[Stored dataset items]

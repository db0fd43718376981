//! Per-log entities persisted by the state store (spec §3).

use serde::{Deserialize, Serialize};

use crate::cid::ContentId;

/// A log's durable, mutable summary: tree size, root, and timestamps.
///
/// Tree size is nondecreasing; `root` always equals the Merkle root of the
/// first `size` leaves (spec invariant 1).
#[derive(Debug, Clone, Serialize, Deserialize, PartialEq, Eq)]
pub struct LogState {
    /// Opaque tenant-space identifier (e.g. a DID-like string).
    pub space_id: String,
    /// Unix-epoch milliseconds at which the log row was first created.
    pub created_at_ms: i64,
    /// Unix-epoch milliseconds of the last successful append.
    pub updated_at_ms: i64,
    /// Current tree size (count of integrated leaves).
    pub tree_size: u64,
    /// Current Merkle root.
    pub root: [u8; 32],
}

/// A signed `(origin, size, root)` statement, published at the `checkpoint` path.
#[derive(Debug, Clone, Serialize, Deserialize, PartialEq, Eq)]
pub struct Checkpoint {
    /// Stable origin string derived from the service prefix and the log identifier.
    pub origin: String,
    /// Tree size this checkpoint commits to.
    pub size: u64,
    /// Merkle root this checkpoint commits to.
    pub root: [u8; 32],
    /// One or more `origin signer-id base64(signature)` lines.
    pub signatures: Vec<String>,
}

impl Checkpoint {
    /// The canonical unsigned body: `"{origin}\n{size}\n{root_b64}\n"`, matching
    /// the tlog-tiles checkpoint text format that signatures are computed over.
    pub fn signed_body(origin: &str, size: u64, root: &[u8; 32]) -> String {
        use base64::Engine;
        let root_b64 = base64::engine::general_purpose::STANDARD.encode(root);
        format!("{origin}\n{size}\n{root_b64}\n")
    }

    /// Serializes the full checkpoint (body + signature lines) to the bytes
    /// published at the `checkpoint` path.
    pub fn to_bytes(&self) -> Vec<u8> {
        let mut out = Self::signed_body(&self.origin, self.size, &self.root).into_bytes();
        out.push(b'\n');
        for line in &self.signatures {
            out.extend_from_slice(line.as_bytes());
            out.push(b'\n');
        }
        out
    }
}

/// One revocation record: the content-id of a revoked capability token, and when.
#[derive(Debug, Clone, Serialize, Deserialize, PartialEq, Eq)]
pub struct Revocation {
    /// Content-id of the revoked token blob.
    pub token_cid: ContentId,
    /// Unix-epoch milliseconds at which the revocation was recorded.
    pub revoked_at_ms: i64,
}

/// Metadata about the most recently uploaded index-CAR package (spec §3, 4.I).
#[derive(Debug, Clone, Serialize, Deserialize, PartialEq, Eq)]
pub struct IndexPersistMeta {
    /// Content-id of the root of the packaged directory DAG.
    pub root_cid: ContentId,
    /// Monotonically increasing version counter for this log's index CAR.
    pub version: u64,
    /// Number of path→content-id entries packaged at upload time.
    pub entry_count: u64,
    /// Unix-epoch milliseconds of the upload.
    pub last_upload_ms: i64,
}

/// The garbage collector's sweep cursor: the tree size already attempted (spec §3, 4.J).
#[derive(Debug, Clone, Copy, Serialize, Deserialize, PartialEq, Eq, Default)]
pub struct GcProgress {
    /// Tree size up to which partial-bundle cleanup has been attempted.
    pub from_size: u64,
}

EXERCISE BRIEF: Exactly the lines from the one containing "packaged directory DAG." to the last line of the entries above must be duplicated, with both of those lines included and nothing more.

TASK OUTPUT:
    /// Content-id of the root of the packaged directory DAG.
    pub root_cid: ContentId,
    /// Monotonically increasing version counter for this log's index CAR.
    pub version: u64,
    /// Number of path→content-id entries packaged at upload time.
    pub entry_count: u64,
    /// Unix-epoch milliseconds of the upload.
    pub last_upload_ms: i64,
}

/// The garbage collector's sweep cursor: the tree size already attempted (spec §3, 4.J).
#[derive(Debug, Clone, Copy, Serialize, Deserialize, PartialEq, Eq, Default)]
pub struct GcProgress {
    /// Tree size up to which partial-bundle cleanup has been attempted.
    pub from_size: u64,
}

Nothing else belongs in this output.